→ **EXERCISE DETAILS**
Work through the entries below and show every line in which "JANE" is found.
### EXTRACTED INFORMATION
/// Per-source normalization state
struct SourceState {
    config: SourceConfig,
    /// Chunks held back until enough rows are buffered to detect the schema
    pending: Vec<RawChunk>,
    pending_rows: usize,
    schema: Option<SourceSchema>,
    records: Vec<NormalizedRecord>,
    ledger: ExclusionLedger,
    finished: bool,
}

/// Consumes raw chunks from every source and produces typed records.
///
/// Chunks of different sources may arrive interleaved; within a source they arrive in
/// order. Results are merged in configuration order so the output does not depend on
/// worker scheduling.
pub struct SchemaNormalizer {
    sources: Vec<SourceState>,
    sample_rows: usize,
}

impl SchemaNormalizer {
    pub fn new(sources: &[SourceConfig], sample_rows: usize) -> Self {
        let sources = sources
            .iter()
            .map(|config| SourceState {
                config: config.clone(),
                pending: Vec::new(),
                pending_rows: 0,
                schema: None,
                records: Vec::new(),
                ledger: ExclusionLedger::new(),
                finished: false,
            })
            .collect();
        Self { sources, sample_rows: sample_rows.max(1) }
    }

    fn state(&mut self, source_index: usize) -> Result<&mut SourceState> {
        self.sources
            .get_mut(source_index)
            .ok_or_else(|| EtlError::Config(format!("chunk for unknown source #{}", source_index)))
    }

    /// Take one chunk; rows are normalized as soon as the source's schema is known
    pub fn accept(&mut self, chunk: RawChunk) -> Result<()> {
        let sample_rows = self.sample_rows;
        let state = self.state(chunk.source_index)?;
        if state.schema.is_some() {
            normalize_rows(state, &chunk.rows);
            return Ok(());
        }
        state.pending_rows += chunk.rows.len();
        state.pending.push(chunk);
        // header row + sample
        if state.pending_rows > sample_rows {
            resolve_schema(state, sample_rows)?;
        }
        Ok(())
    }

    /// Mark a source fully read
    pub fn finish_source(&mut self, source_index: usize) -> Result<()> {
        let sample_rows = self.sample_rows;
        let state = self.state(source_index)?;
        if state.schema.is_none() {
            resolve_schema(state, sample_rows)?;
        }
        state.finished = true;
        crate::metrics::normalize::records_emitted(state.config.file_type.as_str(), state.records.len());
        info!(
            "Normalized {}: {} records, {} excluded",
            state.config.display_name(),
            state.records.len(),
            state.ledger.total()
        );
        Ok(())
    }

    /// Merge all sources in configuration order, excluding duplicate keys after the first
    pub fn finish(self) -> (NormalizedData, ExclusionLedger) {
        let mut data = NormalizedData::default();
        let mut ledger = ExclusionLedger::new();
        let mut seen: HashSet<(FileType, String)> = HashSet::new();

        for state in self.sources {
            if !state.finished {
                warn!("Source {} did not report completion", state.config.display_name());
            }
            let file_type = state.config.file_type;
            ledger.merge(state.ledger);
            for record in state.records {
                if let Some(key) = record.dedup_key() {
                    if !seen.insert((file_type, key.to_string())) {
                        let origin = record.origin();
                        ledger.record(Exclusion::new(
                            origin.file.as_ref(),
                            origin.line,
                            ReasonCode::DuplicateRecord,
                            key,
                            format!("{} already seen in {}", key, file_type),
                        ));
                        continue;
                    }
                }
                data.push(record);
            }
        }
        (data, ledger)
    }
}

fn resolve_schema(state: &mut SourceState, sample_rows: usize) -> Result<()> {
    let pending = std::mem::take(&mut state.pending);
    state.pending_rows = 0;
    let leading: Vec<RawRow> = pending
        .iter()
        .flat_map(|c| c.rows.iter())
        .take(sample_rows + 1)
        .cloned()
        .collect();
    let file_name: Arc<str> = pending
        .first()
        .map(|c| c.file_name.clone())
        .unwrap_or_else(|| Arc::from(state.config.display_name()));

    let schema = SourceSchema::detect(&state.config, file_name, &leading, sample_rows)?;
    debug!(
        "{}: {} mode, width {}",
        schema.file_name,
        if schema.columns.header { "header" } else { "positional" },
        schema.columns.width
    );
    let header_line = if schema.columns.header { leading.first().map(|r| r.line) } else { None };
    state.schema = Some(schema);

    for chunk in pending {
        let rows: Vec<RawRow> = chunk
            .rows
            .into_iter()
            .filter(|r| Some(r.line) != header_line)
            .collect();
        normalize_rows(state, &rows);
    }
    Ok(())
}

fn normalize_rows(state: &mut SourceState, rows: &[RawRow]) {
    let Some(schema) = state.schema.as_ref() else {
        return;
    };
    for row in rows {
        match schema.normalize_row(row, &mut state.ledger) {
            Ok(record) => state.records.push(record),
            Err(exclusion) => state.ledger.record(exclusion),
        }
    }
}

#[cfg(test)]
mod tests {
    use super::*;
    use rust_decimal::Decimal;

    fn chunk(source_index: usize, file_type: FileType, rows: Vec<Vec<&str>>) -> RawChunk {
        RawChunk {
            source_index,
            file_type,
            file_name: Arc::from("test.txt"),
            sequence: 0,
            rows: rows
                .into_iter()
                .enumerate()
                .map(|(i, cells)| RawRow {
                    line: i as u64 + 1,
                    fields: cells.into_iter().map(String::from).collect(),
                })
                .collect(),
        }
    }

    fn itcont_row<'a>(cmte: &'a str, name: &'a str, date: &'a str, amount: &'a str, sub_id: &'a str) -> Vec<&'a str> {
        let mut cells = vec![""; 21];
        cells[0] = cmte;
        cells[5] = "15";
        cells[6] = "IND";
        cells[7] = name;
        cells[9] = "CA";
        cells[13] = date;
        cells[14] = amount;
        cells[20] = sub_id;
        cells
    }

    fn run(file_type: FileType, rows: Vec<Vec<&str>>) -> Result<(NormalizedData, ExclusionLedger)> {
        let sources = vec![SourceConfig::new(file_type, "test.txt")];
        let mut normalizer = SchemaNormalizer::new(&sources, 50);
        normalizer.accept(chunk(0, file_type, rows))?;
        normalizer.finish_source(0)?;
        Ok(normalizer.finish())
    }

    #[test]
    fn test_contribution_rows_are_typed() {
        let (data, ledger) = run(
            FileType::IndividualContributions,
            vec![itcont_row("C00000001", "DOE, JANE", "10152023", "250", "1001")],
        )
        .unwrap();
        assert_eq!(ledger.total(), 0);
        let c = &data.contributions[0];
        assert_eq!(c.amount, Decimal::from(250));
        assert_eq!(c.date, chrono::NaiveDate::from_ymd_opt(2023, 10, 15));
        assert_eq!(c.state, "CA");
        assert_eq!(c.origin.line, 1);
    }

    #[test]
    fn test_row_level_exclusions_carry_reason_codes() {
        let mut memo = itcont_row("C00000001", "DOE, JANE", "10152023", "50", "1005");
        memo[18] = "X";
        let (data, ledger) = run(
            FileType::IndividualContributions,
            vec![
                itcont_row("C00000001", "DOE, JANE", "10152023", "250", "1001"),
                itcont_row("C00000001", "", "10152023", "250", "1002"),
                itcont_row("C00000001", "ROE, RICHARD", "10152023", "lots", "1003"),
                itcont_row("BADID", "ROE, RICHARD", "10152023", "10", "1004"),
                memo,
                vec!["C00000001", "too", "short"],
                itcont_row("C00000001", "DOE, JANE", "10152023", "250", "1001"),
            ],
        )
        .unwrap();

        assert_eq!(data.contributions.len(), 1);
        assert_eq!(ledger.count(ReasonCode::MissingField), 1);
        assert_eq!(ledger.count(ReasonCode::MalformedValue), 1);
        assert_eq!(ledger.count(ReasonCode::InvalidIdentifier), 1);
        assert_eq!(ledger.count(ReasonCode::MemoItem), 1);
        assert_eq!(ledger.count(ReasonCode::WrongFieldCount), 1);
        assert_eq!(ledger.count(ReasonCode::DuplicateRecord), 1);
    }

    #[test]
    fn test_missing_date_is_imputed_not_excluded() {
        let (data, ledger) = run(
            FileType::IndividualContributions,
            vec![
                itcont_row("C00000001", "DOE, JANE", "", "250", "1001"),
                itcont_row("C00000001", "DOE, JANE", "20231015", "250", "1002"),
            ],
        )
        .unwrap();
        assert_eq!(data.contributions.len(), 2);
        assert_eq!(data.contributions[0].date, None);
        assert_eq!(ledger.imputations().get(IMPUTED_DATE), Some(&1));
        assert_eq!(ledger.total(), 0);
    }

    #[test]
    fn test_header_row_is_skipped() {
        let (data, _) = run(
            FileType::Linkage,
            vec![
                vec!["candidate_id", "committee_id"],
                vec!["H0CA01234", "C00000001"],
            ],
        )
        .unwrap();
        assert_eq!(data.linkages.len(), 1);
        assert_eq!(data.linkages[0].cmte_id, "C00000001");
        assert_eq!(data.linkages[0].origin.line, 2);
    }

    #[test]
    fn test_schema_detected_across_small_chunks() {
        let sources = vec![SourceConfig::new(FileType::Linkage, "ccl.csv")];
        let mut normalizer = SchemaNormalizer::new(&sources, 1);
        normalizer
            .accept(chunk(0, FileType::Linkage, vec![vec!["CAND_ID", "CMTE_ID"]]))
            .unwrap();
        let mut second = chunk(0, FileType::Linkage, vec![vec!["S2TX00011", "C00000002"]]);
        second.rows[0].line = 2;
        normalizer.accept(second).unwrap();
        normalizer.finish_source(0).unwrap();
        let (data, ledger) = normalizer.finish();
        assert_eq!(data.linkages.len(), 1);
        assert_eq!(ledger.total(), 0);
    }

    #[test]
    fn test_optional_ids_dropped_when_invalid() {
        let mut cells = vec![""; 15];
        cells[0] = "c00000001";
        cells[1] = "FRIENDS OF DOE";
        cells[9] = "h";
        cells[14] = "NOTACAND";
        let (data, _) = run(FileType::CommitteeMaster, vec![cells]).unwrap();
        let committee = &data.committees[0];
        assert_eq!(committee.cmte_id, "C00000001");
        assert_eq!(committee.cmte_type, "H");
        assert_eq!(committee.cand_id, None);
    }
}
######
→ **TASK SOLUTION**
            vec![itcont_row("C00000001", "DOE, JANE", "10152023", "250", "1001")],
        let mut memo = itcont_row("C00000001", "DOE, JANE", "10152023", "50", "1005");
                itcont_row("C00000001", "DOE, JANE", "10152023", "250", "1001"),
                itcont_row("C00000001", "DOE, JANE", "10152023", "250", "1001"),
                itcont_row("C00000001", "DOE, JANE", "", "250", "1001"),
                itcont_row("C00000001", "DOE, JANE", "20231015", "250", "1002"),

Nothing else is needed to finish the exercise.